* **TASK PROMPT**:
Go through the listing below and output exactly the line with "use std::collections::BTreeMap;", the line with "names the image", and each line between; omit the rest.

* **DATA FOR THIS TASK**:
────
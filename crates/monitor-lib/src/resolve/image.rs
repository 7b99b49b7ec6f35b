use std::collections::BTreeMap;

use crate::context::ScanContext;
use crate::gateway::{Operation, Scope};
use crate::models::{ImageDetail, VolumeDetail};

/// Placeholder when no source names the image
pub const IMAGE_NOT_FOUND: &str = "image name not found";

/// Marker the compute service puts in the image column of volume-booted VMs
const BOOTED_FROM_VOLUME: &str = "booted from volume";

/// OS name/version property conventions, in lookup order
const OS_PROPERTY_PAIRS: [(&str, &str); 2] =
    [("sl:osname", "sl:osversion"), ("os_distro", "os_version")];

/// Combined image-name property copied onto volumes
const VOLUME_IMAGE_NAME: &str = "image_name";

/// One source of image identity, tried in order
#[derive(Debug, Clone, Copy)]
enum ImageSource<'a> {
    Listed(&'a str),
    Registry { image_id: &'a str },
    Volume { volume_id: &'a str },
}

/// Human-readable image of a VM. Always non-empty; falls back to
/// [`IMAGE_NOT_FOUND`] when every source comes up empty.
pub async fn resolve_image(
    ctx: &ScanContext,
    image_name: Option<&str>,
    image_id: Option<&str>,
    attached_volumes: &[String],
) -> String {
    let sources = [
        image_name.map(ImageSource::Listed),
        image_id
            .filter(|id| !id.trim().is_empty())
            .map(|image_id| ImageSource::Registry { image_id }),
        attached_volumes
            .first()
            .map(|volume_id| ImageSource::Volume { volume_id }),
    ];

    for source in sources.into_iter().flatten() {
        if let Some(label) = attempt(ctx, source).await {
            return label;
        }
    }
    IMAGE_NOT_FOUND.to_string()
}

async fn attempt(ctx: &ScanContext, source: ImageSource<'_>) -> Option<String> {
    match source {
        ImageSource::Listed(name) => {
            let name = name.trim();
            (!name.is_empty() && !name.contains(BOOTED_FROM_VOLUME)).then(|| name.to_string())
        }
        ImageSource::Registry { image_id } => {
            let operation = Operation::ImageShow {
                id: image_id.to_string(),
            };
            let image: ImageDetail = ctx.fetch(operation, Scope::Vo).await.ok()?;
            os_label(&image.properties)
        }
        ImageSource::Volume { volume_id } => {
            let operation = Operation::VolumeShow {
                id: volume_id.to_string(),
            };
            let volume: VolumeDetail = ctx.fetch(operation, Scope::Vo).await.ok()?;
            let metadata = &volume.volume_image_metadata;
            os_label(metadata).or_else(|| {
                metadata
                    .get(VOLUME_IMAGE_NAME)
                    .filter(|name| !name.trim().is_empty())
                    .cloned()
            })
        }
    }
}

/// `"{name} {version}"` from the first convention with both properties set
fn os_label(properties: &BTreeMap<String, String>) -> Option<String> {
    OS_PROPERTY_PAIRS.iter().find_map(|(name_key, version_key)| {
        let name = properties.get(*name_key).filter(|v| !v.is_empty())?;
        let version = properties.get(*version_key).filter(|v| !v.is_empty())?;
        Some(format!("{} {}", name, version))
    })
}
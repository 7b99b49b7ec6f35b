//! Core data models for the monitoring engine
//!
//! Provider replies are decoded into explicit typed records; optional
//! columns are `Option`s with documented defaults instead of free-form maps.

mod fields;
mod finding;
mod instance;
mod records;
mod site;

pub use finding::{Finding, Rule, Severity, Subject};
pub use instance::{
    Age, AgeFault, AgeUnit, CupsStatus, EmailStatus, OwnerFacts, SshBanner, VmDetail, VmFacts,
    VmStatus, VmSummary, INFRASTRUCTURE_MANAGER, ORCHESTRATOR_ID_PROPERTY, ORCHESTRATOR_PROPERTY,
};
pub use records::{ImageDetail, IssuedToken, UserDetail, VolumeDetail};
pub use site::{
    AccessToken, Flavor, FloatingIp, QuotaEntry, QuotaRow, QuotaSnapshot, SecurityGroup, Site,
    User, Volume,
};
/// Why a creation timestamp could not produce an elapsed duration
#[derive(Debug, Clone, PartialEq, Eq, Serialize)]
#[serde(tag = "fault", content = "raw", rename_all = "snake_case")]
pub enum AgeFault {
    Missing,
    Unparseable(String),
    InFuture,
}

impl fmt::Display for AgeFault {
    fn fmt(&self, f: &mut fmt::Formatter<'_>) -> fmt::Result {
        match self {
            AgeFault::Missing => write!(f, "no creation timestamp"),
            AgeFault::Unparseable(raw) => write!(f, "unparseable creation timestamp '{}'", raw),
            AgeFault::InFuture => write!(f, "creation timestamp lies in the future"),
        }
    }
}

/// Time elapsed since creation, measured against the scan's single `now`
#[derive(Debug, Clone, PartialEq, Eq, Serialize)]
#[serde(rename_all = "snake_case")]
pub enum Age {
    Elapsed { seconds: u64 },
    Invalid(AgeFault),
}

impl Age {
    pub fn since(created_at: Option<&str>, now: DateTime<Utc>) -> Self {
        let Some(raw) = created_at.map(str::trim).filter(|s| !s.is_empty()) else {
            return Age::Invalid(AgeFault::Missing);
        };
        let Some(created) = parse_timestamp(raw) else {
            return Age::Invalid(AgeFault::Unparseable(raw.to_string()));
        };
        match u64::try_from((now - created).num_seconds()) {
            Ok(seconds) => Age::Elapsed { seconds },
            Err(_) => Age::Invalid(AgeFault::InFuture),
        }
    }

    /// Whole elapsed units (floored); `None` for invalid ages
    pub fn whole(&self, unit: AgeUnit) -> Option<u64> {
        match self {
            Age::Elapsed { seconds } => Some(seconds / unit.seconds()),
            Age::Invalid(_) => None,
        }
    }
}

impl fmt::Display for Age {
    fn fmt(&self, f: &mut fmt::Formatter<'_>) -> fmt::Result {
        match self {
            Age::Elapsed { seconds } => {
                let days = seconds / 86_400;
                let hours = (seconds % 86_400) / 3600;
                let minutes = (seconds % 3600) / 60;
                write!(f, "{} days, {:02}:{:02}", days, hours, minutes)
            }
            Age::Invalid(fault) => write!(f, "unknown ({})", fault),
        }
    }
}

fn parse_timestamp(raw: &str) -> Option<DateTime<Utc>> {
    if let Ok(ts) = DateTime::parse_from_rfc3339(raw) {
        return Some(ts.with_timezone(&Utc));
    }
    ["%Y-%m-%dT%H:%M:%S%.f", "%Y-%m-%d %H:%M:%S%.f"]
        .iter()
        .find_map(|fmt| NaiveDateTime::parse_from_str(raw, fmt).ok())
        .map(|naive| naive.and_utc())
}

/// Result of the lazy directory e-mail lookup
#[derive(Debug, Clone, PartialEq, Eq, Serialize)]
#[serde(tag = "state", content = "value", rename_all = "snake_case")]
pub enum EmailStatus {
    /// No directory configured for this run
    Disabled,
    Found(String),
    NotFound { subject: String },
    /// The directory could not be queried
    Unavailable,
}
────
* **WRITTEN SOLUTION**:
use std::collections::BTreeMap;

use crate::context::ScanContext;
use crate::gateway::{Operation, Scope};
use crate::models::{ImageDetail, VolumeDetail};

/// Placeholder when no source names the image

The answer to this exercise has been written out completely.